Kraken Field will ensure that the EnQuest Group has significant influence over the field development and

subsequent production in the Kraken Field and over appraisal and exploration activities in adjacent areas.

The Directors believe that the Proposed Acquisition will complement EnQuest’s key strengths and further its

stated strategy.

3. Information on the Kraken Interest

The Kraken Interest consists of interests in Blocks located in the East Shetland basin, in an area to the west

of the North Viking Graben.

The Kraken Field is one of the largest identified undeveloped oil fields in the UK North Sea and is being

progressed to development following successful appraisal and well test results.

The gross 2C contingent resources for the Kraken Field are estimated by GCA to be 172 MMbbl and

therefore the Proposed Acquisition will deliver a further 26 MMbbl of 2C contingent resources net to the

Enlarged Group, increasing EnQuest’s net 2C contingent resources in the Kraken Field, as estimated by

GCA, from 77 MMbbl to 103 MMbbl.

The most recent and first horizontal well 9/02b-5z in the Kraken Field was drilled and tested at a stabilised

rate of 4,000 bopd and a series of flow and build-up periods were conducted up to a maximum flow rate of

4,500 bopd. At the same time the viscosity was measured at 162 centipoise. This, together with the flow

rates, gave the management of EnQuest significant comfort that a viable new development could be

progressed.

10.4.1(2)(f)

6

The Proposed Acquisition will also enable the Enlarged Group to exercise the option, granted in the Nautical

Acquisition, to acquire a further 5 per cent. interest in UKCS Block 9/1a (known as the Ketos discovery).

This option grants the Enlarged Group the right to acquire an interest in Licence P.1759 and a percentage

interest in Block 9/1a equal to the Enlarged Group’s interest in Block 9/2 (up to a maximum of 50 per cent.).

Currently, the Enlarged Group’s interest in Block 9/2 is 45 per cent.; following the Proposed Acquisition, the

Enlarged Group’s interest in Block 9/2 will be 60 per cent. and therefore this option will enable the Enlarged

Group to exercise the option to obtain the maximum 50 per cent. interest in Block 9/1a. Further analysis of

the 3D seismic data in relation to the Ketos discovery is required with the potential to drill further wells.

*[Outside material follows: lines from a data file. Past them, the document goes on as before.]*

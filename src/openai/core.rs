use std::time::Duration;

use anyhow::{Error, Result};
use serde::{Deserialize, Serialize};
use serde_json::{Value, json};

#[derive(Clone, Serialize, Deserialize, Debug, PartialEq)]
pub enum Role {
    #[serde(rename = "system")]
    System,
    #[serde(rename = "assistant")]
    Assistant,
    #[serde(rename = "user")]
    User,
}

#[derive(Clone, Serialize, Deserialize, Debug, PartialEq)]
pub struct Message {
    pub role: Role,
    pub content: String,
}

impl Message {
    pub fn new(role: Role, content: &str) -> Self {
        Message {
            role,
            content: content.to_string(),
        }
    }
}

/// Sentinel payload that terminates a chat-completions event stream.
pub const DONE_SENTINEL: &str = "[DONE]";

/// Build the JSON body for a streaming chat-completions request.
pub fn completion_stream_payload(messages: &[Message], model: &str) -> Value {
    json!({
        "model": model,
        "messages": messages,
        "stream": true,
    })
}

/// Open a streaming chat completion and hand back the raw response as
/// soon as the upstream headers arrive. The body is not read here so
/// callers can pipe or decode it incrementally. Non-2xx statuses are
/// returned as-is for the caller to map.
pub async fn completion_stream(
    messages: &[Message],
    api_hostname: &str,
    api_key: &str,
    model: &str,
) -> Result<reqwest::Response, Error> {
    let payload = completion_stream_payload(messages, model);
    let url = format!("{}/v1/chat/completions", api_hostname.trim_end_matches("/"));
    let response = reqwest::Client::new()
        .post(url)
        .bearer_auth(api_key)
        .header("Content-Type", "application/json")
        .timeout(Duration::from_secs(60 * 5))
        .json(&payload)
        .send()
        .await?;

    Ok(response)
}

/// Extract the incremental text at `choices[0].delta.content` from a
/// completion chunk. Chunks without that path (role announcements,
/// usage frames, finish markers) yield `None`.
pub fn delta_content(chunk: &Value) -> Option<&str> {
    chunk["choices"][0]["delta"]["content"]
        .as_str()
        .filter(|s| !s.is_empty())
}
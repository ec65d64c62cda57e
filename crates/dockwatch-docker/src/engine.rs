//! Docker directory queries and connection management.

use bollard::Docker;
use bollard::container::ListContainersOptions;
use dockwatch_core::{ContainerInfo, Error, FilterConfig, Result};

/// Read-only gateway to the Docker engine.
///
/// Safe to share across sessions without locking: every query is
/// independent and nothing here mutates engine state.
#[derive(Clone)]
pub struct DockerEngine {
    docker: Docker,
}

impl DockerEngine {
    /// Connect using platform defaults (`/var/run/docker.sock`, or the
    /// `docker_engine` named pipe on Windows).
    pub fn new() -> Result<Self> {
        let docker =
            Docker::connect_with_local_defaults().map_err(|e| Error::Docker(e.to_string()))?;
        Ok(Self { docker })
    }

    /// Connect to a specific socket path.
    pub fn with_socket(socket_path: &str) -> Result<Self> {
        let docker = Docker::connect_with_socket(socket_path, 120, bollard::API_DEFAULT_VERSION)
            .map_err(|e| Error::Docker(e.to_string()))?;
        Ok(Self { docker })
    }

    /// Connect using an optional socket override.
    pub fn connect(socket_override: Option<&str>) -> Result<Self> {
        match socket_override {
            Some(path) => Self::with_socket(path),
            None => Self::new(),
        }
    }

    /// Get a reference to the underlying Docker client.
    pub fn docker(&self) -> &Docker {
        &self.docker
    }

    /// Probe engine reachability.
    pub async fn ping(&self) -> Result<()> {
        self.docker
            .ping()
            .await
            .map_err(|e| Error::Unavailable(e.to_string()))?;
        Ok(())
    }

    /// List containers and apply the monitoring allow-lists.
    pub async fn list(
        &self,
        include_all: bool,
        filter: &FilterConfig,
    ) -> Result<Vec<ContainerInfo>> {
        let containers = self.list_unfiltered(include_all).await?;
        Ok(containers
            .into_iter()
            .filter(|container| filter.matches(container))
            .collect())
    }

    /// List every container the engine reports, unfiltered.
    pub async fn list_unfiltered(&self, include_all: bool) -> Result<Vec<ContainerInfo>> {
        let options = ListContainersOptions::<String> {
            all: include_all,
            ..Default::default()
        };

        let containers = self
            .docker
            .list_containers(Some(options))
            .await
            .map_err(|e| Error::Docker(e.to_string()))?;

        Ok(containers.into_iter().map(summarize).collect())
    }

    /// Resolve a container for attachment by exact (stripped) name.
    ///
    /// Listing tolerates loose substring filters, but attaching requires
    /// exact equality over the running set; the first engine-reported match
    /// wins.
    pub async fn resolve(&self, name: &str) -> Result<ContainerInfo> {
        let containers = self.list_unfiltered(false).await?;
        find_by_name(containers, name).ok_or_else(|| Error::NotFound(name.to_string()))
    }
}

/// First container whose stripped name equals `name` exactly.
fn find_by_name(containers: Vec<ContainerInfo>, name: &str) -> Option<ContainerInfo> {
    containers.into_iter().find(|container| container.name == name)
}

/// Convert an engine snapshot into the shared [`ContainerInfo`] shape.
fn summarize(summary: bollard::models::ContainerSummary) -> ContainerInfo {
    let name = summary
        .names
        .as_ref()
        .and_then(|names| names.first())
        .map(|name| name.trim_start_matches('/').to_string())
        .unwrap_or_default();

    ContainerInfo {
        id: summary.id.unwrap_or_default(),
        name,
        image: summary.image.unwrap_or_default(),
        status: summary.status.unwrap_or_default(),
        state: summary.state.unwrap_or_default(),
        created: summary.created.unwrap_or_default(),
    }
}
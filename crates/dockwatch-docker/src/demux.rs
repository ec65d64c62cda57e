//! Decoding of the engine's multiplexed log byte stream.

/// Each multiplexed record starts with an 8-byte header: one stream-id
/// byte, three zero bytes, and a big-endian u32 payload length.
pub const FRAME_HEADER_LEN: usize = 8;

/// Decode a raw chunk of the combined stdout/stderr stream into text lines.
///
/// Best-effort by design: the chunk is split on newlines, blank segments and
/// segments of [`FRAME_HEADER_LEN`] bytes or fewer are discarded, and each
/// survivor has exactly its first 8 bytes stripped. Frames split across
/// chunk boundaries are not reassembled; misaligned input passes through
/// garbled rather than failing the stream.
pub fn demux_chunk(chunk: &[u8]) -> Vec<String> {
    chunk
        .split(|&byte| byte == b'\n')
        .filter(|segment| segment.iter().any(|b| !b.is_ascii_whitespace()))
        .filter(|segment| segment.len() > FRAME_HEADER_LEN)
        .map(|segment| String::from_utf8_lossy(&segment[FRAME_HEADER_LEN..]).into_owned())
        .collect()
}

/// Re-encode a payload with the engine's wire framing.
pub fn encode_frame(stream_id: u8, payload: &[u8]) -> Vec<u8> {
    let mut frame = Vec::with_capacity(FRAME_HEADER_LEN + payload.len());
    frame.push(stream_id);
    frame.extend_from_slice(&[0, 0, 0]);
    frame.extend_from_slice(&u32::try_from(payload.len()).unwrap_or(u32::MAX).to_be_bytes());
    frame.extend_from_slice(payload);
    frame
}

#[cfg(test)]
mod tests {
    use super::*;

    #[test]
    fn single_frame_decodes_to_one_line() {
        let lines = demux_chunk(b"\x01\x00\x00\x00\x00\x00\x00\x05hello\n");
        assert_eq!(lines, vec!["hello".to_string()]);
    }

    #[test]
    fn header_only_and_blank_segments_are_dropped() {
        assert!(demux_chunk(b"\x01\x00\x00\x00\x00\x00\x00\x00\n").is_empty());
        assert!(demux_chunk(b"\n\n   \n").is_empty());
        assert!(demux_chunk(b"").is_empty());
        // Exactly 8 bytes is still header-only.
        assert!(demux_chunk(b"\x01\x00\x00\x00\x00\x00\x00\x05\n").is_empty());
    }

    #[test]
    fn every_line_loses_exactly_the_header() {
        let mut chunk = encode_frame(1, b"first line\n");
        chunk.extend_from_slice(&encode_frame(2, b"second line\n"));
        let lines = demux_chunk(&chunk);
        assert_eq!(
            lines,
            vec!["first line".to_string(), "second line".to_string()]
        );
    }

    #[test]
    fn timestamped_payload_keeps_the_embedded_token() {
        let chunk = encode_frame(1, b"2024-01-01T00:00:00.000000000Z starting up\n");
        let lines = demux_chunk(&chunk);
        assert_eq!(
            lines,
            vec!["2024-01-01T00:00:00.000000000Z starting up".to_string()]
        );
    }

    #[test]
    fn misaligned_input_passes_through_garbled() {
        // A payload with an interior newline: the second half has no header
        // to strip, so it loses 8 real bytes. Known limitation, preserved.
        let chunk = encode_frame(1, b"first half\nsecond half of the line\n");
        let lines = demux_chunk(&chunk);
        assert_eq!(
            lines,
            vec!["first half".to_string(), "alf of the line".to_string()]
        );
    }

    #[test]
    fn trailing_partial_segment_still_decodes() {
        // No trailing newline: the last segment is still emitted.
        let lines = demux_chunk(b"\x01\x00\x00\x00\x00\x00\x00\x07partial");
        assert_eq!(lines, vec!["partial".to_string()]);
    }

    #[test]
    fn invalid_utf8_is_replaced_not_fatal() {
        let chunk = encode_frame(1, b"ok \xff\xfe bytes\n");
        let lines = demux_chunk(&chunk);
        assert_eq!(lines.len(), 1);
        assert!(lines[0].starts_with("ok "));
        assert!(lines[0].contains('\u{FFFD}'));
    }

    #[test]
    fn encode_frame_writes_big_endian_length() {
        let frame = encode_frame(2, b"hello");
        assert_eq!(&frame[..FRAME_HEADER_LEN], b"\x02\x00\x00\x00\x00\x00\x00\x05");
        assert_eq!(&frame[FRAME_HEADER_LEN..], b"hello");
    }
}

Please refer to paragraph 6.5 of Part IV of this document for further details of this option and the Nautical

Acquisition.

UKCS Blocks 9/6a and 9/7b are exploration Blocks and no resources have been discovered in these areas to

date, although the Blocks provide potential for exploration drilling in the future.

Please refer to GCA’s Competent Person’s Report, contained at Part V of this document, for further details

of the Kraken Interest.

4. Principal Terms of the Proposed Acquisition

On 25 April 2012, EnQuest Dons, a wholly owned subsidiary of the Company, entered into a conditional

farm-in agreement with First Oil to acquire a 15  per cent. interest in each of Block 9/2b, Block 9/2c,

Block 9/6a and Block 9/7b of the UKCS (together with interests in the P.1077 and P.1575 Licences and

documents related to the P.1077 and P.1575 Licences).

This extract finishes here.